E non sono movimenti organizzati ma nascono spontaneamente dal basso verso l'alto, così può esserci un movimento mondiale, come quello per la pesca, perché molte coste sono invase da navi spagnole e giapponesi che fanno pesca industriale e non lasciano niente ai pescatori.
Riusciranno a cambiare la politica dei governi ?
Ci sono segnali positivi in Ecuador e in Bolivia. In Ecuador nel Parco Nazionale Yasuní, al confine con il Perù, dove esiste una ricca biodiversità, sono andati a cercare rifugio molti gruppi di indigeni non ancora contattati, fuggiti dalle loro terre di origine invase dalle macchine che distruggono la foresta. Ma anche nel Parco c'è il petrolio. E fin da prima che fosse eletto il presidente Rafael Correa si era fatta la proposta di non concedere diritti di estrazione e lasciare il petrolio sotto terra. Questa è iniziativa rivoluzionaria. Se ci si riuscirà o no, questo lo vedremo, perché li sotto ci sono 850 miliardi di barili di petrolio pesante. Ma questa è una scelta logica, perché se continuassimo ad estrarre dalla terra tutto il petrolio e tutto il carbone al ritmo attuale, l'anidride carbonica non si disperderebbe più nell'atmosfera. Quindi, dobbiamo ridurre i nostri bisogni e la velocità di estrazione, e lasciare sotto terra petrolio, carbone e gas. Almeno dove estrarli crea danni più gravi.

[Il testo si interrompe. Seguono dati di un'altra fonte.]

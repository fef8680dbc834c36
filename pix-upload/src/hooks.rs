use async_trait::async_trait;

use crate::ImageRecord;

/// Error type for best-effort side effects
pub type HookError = Box<dyn std::error::Error + Send + Sync>;

/// Write-behind cache for image metadata
#[async_trait]
pub trait ImageCache: Send + Sync {
    async fn warm(&self, record: &ImageRecord) -> Result<(), HookError>;

    async fn invalidate(&self, identifier: &str) -> Result<(), HookError>;
}

/// Trigger for derived assets such as thumbnails
#[async_trait]
pub trait DerivedAssets: Send + Sync {
    async fn generate(&self, record: &ImageRecord) -> Result<(), HookError>;
}

/// Cache that does nothing
#[derive(Debug, Clone, Copy, Default)]
pub struct NoopCache;

#[async_trait]
impl ImageCache for NoopCache {
    async fn warm(&self, _record: &ImageRecord) -> Result<(), HookError> {
        Ok(())
    }

    async fn invalidate(&self, _identifier: &str) -> Result<(), HookError> {
        Ok(())
    }
}

#[derive(Debug, Clone, Copy, Default)]
pub struct NoDerivedAssets;

#[async_trait]
impl DerivedAssets for NoDerivedAssets {
    async fn generate(&self, _record: &ImageRecord) -> Result<(), HookError> {
        Ok(())
    }
}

Un ragionamento tanto logico sembra insolito. L'idea di lasciare il petrolio sottoterra è stata proposta da gruppi ambientali dell’Ecuador nel 1997 e vedremo come andrà a finire.
Bisogna essere ottimisti, e più si diventa anziani più si diventa ottimisti, bisogna esserlo per lasciare un buon ricordo. Ottimisti, perché i movimenti per la giustizia ambientale stanno crescendo ma non così ottimisti su come si sta evolvendo la crisi. Non così ottimisti al pensiero di chi, alla fine, sarà trarrà maggiori vantaggi politici dalla crisi degli Stati Uniti, dell' Europa e del Giappone. Qualcosa dovrà venir fuori da questa crisi. Fa un po’ paura la bolla di irrazionalità che si vede negli Stati Uniti. Ad esempio, c’e gente che non crede nel cambiamento climatico, gente che dice che le teorie di Charles Darwin sono irrilevanti, che insegna la Bibbia, senza rendendosi conto che la scuola è una cosa e la religione un’altra cosa. Questa irrazionalità spaventa, perché in Europa durante la crisi degli anni Trenta del XX secolo ci fu un'ondata di irrazionalità politica e Hitler buttò la colpa sugli ebrei e li sterminò. E in tempo di crisi che la gente può diventare politicamente irrazionale.